I do not expect closure on much of this until just before the opening of training camps (July 27 for most teams), and some of it will undoubtedly remain unresolved until deep into the summer if not into the season. After an incredibly trying 2020 season that required unprecedented and nonstop work among all parties in this sport – getting the season off the ground and getting it completed and then agreeing to operating rules for a still-unique 2021 season – there is a real sense around the NFL that it is time to get off the grid and catch some breath before the marathon begins anew in a few weeks.
So, you ask, what does that mean for some of the most pressing situations across the league? Here's what I think:
It's one thing to wrap up an internal investigation of an owner without any public record, any reveal of evidence or any written document whatsoever. It's relatively easy to broker a settlement of sorts with one of your own, allow him to restructure his organization beforehand and accept what amounts to a suspension without ever having to label it as such or answer any questions in a forthright manner about it … But what Watson is facing is very different.

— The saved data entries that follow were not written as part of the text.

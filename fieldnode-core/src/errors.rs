//! Error types for the sample pipeline
//!
//! Errors stay small and `Copy` so they can be returned from the sampling
//! hot path and logged without allocating. Reasons are `&'static str` only.
//!
//! ## Categories
//!
//! ### Configuration
//! - `ZeroChannelCount`, `TooManyChannels`: the module cannot run at all and
//!   stays disabled
//! - `InvalidSetting`, `UnknownSetting`: a single setting update is rejected
//!
//! ### Validation
//! - `ChannelOutOfRange`: a calibration request named a channel that does
//!   not exist; nothing was started
//! - `ChannelMismatch`: a driver delivered the wrong number of values
//!
//! ### Runtime
//! - `ZeroScalingReference`: the reference reading cannot produce a factor
//! - `NoCalibrationRunning`: a calibration result arrived with no session
//! - `ModuleDisabled`: the module was disabled during setup
//!
//! None of these are fatal. The owner logs them and carries on with the
//! affected module degraded.
//!
//! ```
//! use fieldnode_core::{SensorError, SensorModule};
//! # use fieldnode_core::config::SensorConfig;
//! # use fieldnode_core::logger::{Logger, LoggerConfig};
//! # use fieldnode_core::calibration::NullCalibrationStore;
//! # let mut log = Logger::new(LoggerConfig::default());
//! # let mut sensor = SensorModule::setup(SensorConfig::with_channels(2), 0, &mut NullCalibrationStore, &mut log);
//! match sensor.measure_scaling(3, 1000, 0, &mut log) {
//!     Ok(_) => {}
//!     Err(SensorError::ChannelOutOfRange { channel, count }) => {
//!         // tell the user which channels exist
//!         assert_eq!((channel, count), (3, 2));
//!     }
//!     Err(_) => {}
//! }
//! ```

use thiserror_no_std::Error;

/// Result type for pipeline operations
pub type SensorResult<T> = Result<T, SensorError>;

/// Errors raised by the sensor pipeline
#[derive(Error, Debug, Clone, Copy, PartialEq, Eq)]
pub enum SensorError {
    /// Configured channel count is zero
    #[error("Data value count is zero")]
    ZeroChannelCount,

    /// Configured channel count exceeds the compiled-in limit
    #[error("Channel count {count} exceeds maximum {max}")]
    TooManyChannels {
        /// Requested channel count
        count: usize,
        /// Compiled-in maximum
        max: usize,
    },

    /// A sample did not carry one value per configured channel
    #[error("Expected {expected} channel values, got {actual}")]
    ChannelMismatch {
        /// Configured channel count
        expected: usize,
        /// Values delivered
        actual: usize,
    },

    /// Calibration channel number outside `1..=count`
    #[error("Channel number {channel} outside 1..={count}")]
    ChannelOutOfRange {
        /// Channel number as requested (1-based)
        channel: u16,
        /// Configured channel count
        count: u8,
    },

    /// Scaling reference reading is zero after the offset, no factor can be derived
    #[error("Scaling reference on channel {channel} is zero")]
    ZeroScalingReference {
        /// Channel index (0-based)
        channel: u8,
    },

    /// A calibration cycle finished while no session was running
    #[error("Offset/Scaling measurement finished without running")]
    NoCalibrationRunning,

    /// The module was disabled by a configuration error
    #[error("Module disabled")]
    ModuleDisabled,

    /// A setting value was rejected
    #[error("Invalid value for {name}: {reason}")]
    InvalidSetting {
        /// Setting key
        name: &'static str,
        /// Why it was rejected
        reason: &'static str,
    },

    /// No setting with that key exists
    #[error("Unknown setting")]
    UnknownSetting,
}

impl SensorError {
    /// Configuration errors disable a module instead of failing a single call
    pub const fn is_configuration(&self) -> bool {
        matches!(self, Self::ZeroChannelCount | Self::TooManyChannels { .. })
    }
}

#[cfg(feature = "defmt")]
impl defmt::Format for SensorError {
    fn format(&self, fmt: defmt::Formatter) {
        match self {
            Self::ZeroChannelCount => defmt::write!(fmt, "Channel count is zero"),
            Self::TooManyChannels { count, max } => {
                defmt::write!(fmt, "Channel count {} exceeds {}", count, max)
            }
            Self::ChannelMismatch { expected, actual } => {
                defmt::write!(fmt, "Expected {} values, got {}", expected, actual)
            }
            Self::ChannelOutOfRange { channel, count } => {
                defmt::write!(fmt, "Channel {} outside 1..={}", channel, count)
            }
            Self::ZeroScalingReference { channel } => {
                defmt::write!(fmt, "Zero scaling reference on {}", channel)
            }
            Self::NoCalibrationRunning => defmt::write!(fmt, "No calibration running"),
            Self::ModuleDisabled => defmt::write!(fmt, "Module disabled"),
            Self::InvalidSetting { name, reason } => {
                defmt::write!(fmt, "Invalid {}: {}", name, reason)
            }
            Self::UnknownSetting => defmt::write!(fmt, "Unknown setting"),
        }
    }
}

#[cfg(test)]
mod tests {
    use super::*;
    use alloc::string::ToString;

    #[test]
    fn display_messages() {
        let err = SensorError::ChannelOutOfRange { channel: 0, count: 4 };
        assert_eq!(err.to_string(), "Channel number 0 outside 1..=4");

        let err = SensorError::ChannelMismatch { expected: 3, actual: 2 };
        assert_eq!(err.to_string(), "Expected 3 channel values, got 2");
    }

    #[test]
    fn configuration_errors_are_flagged() {
        assert!(SensorError::ZeroChannelCount.is_configuration());
        assert!(!SensorError::ModuleDisabled.is_configuration());
    }
}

This is a star player under criminal investigation and facing a civil process while already at war with his franchise. The NFL as a rule takes its cues from the justice system, and with so many allegations from so many complainants, this could linger for months barring a global settlement of sorts. Some suggest the Texans trade him, but I can't see another owner wanting to take on this player under these circumstances and I tend to believe he will end up on the Commissioner's Exempt List to start the season. Either way, barring a settlement, I don't think there is anything close to closure on this situation, and even a settlement itself wouldn't necessarily wrap up the NFL's probe into this matter. I suspect this goes into September.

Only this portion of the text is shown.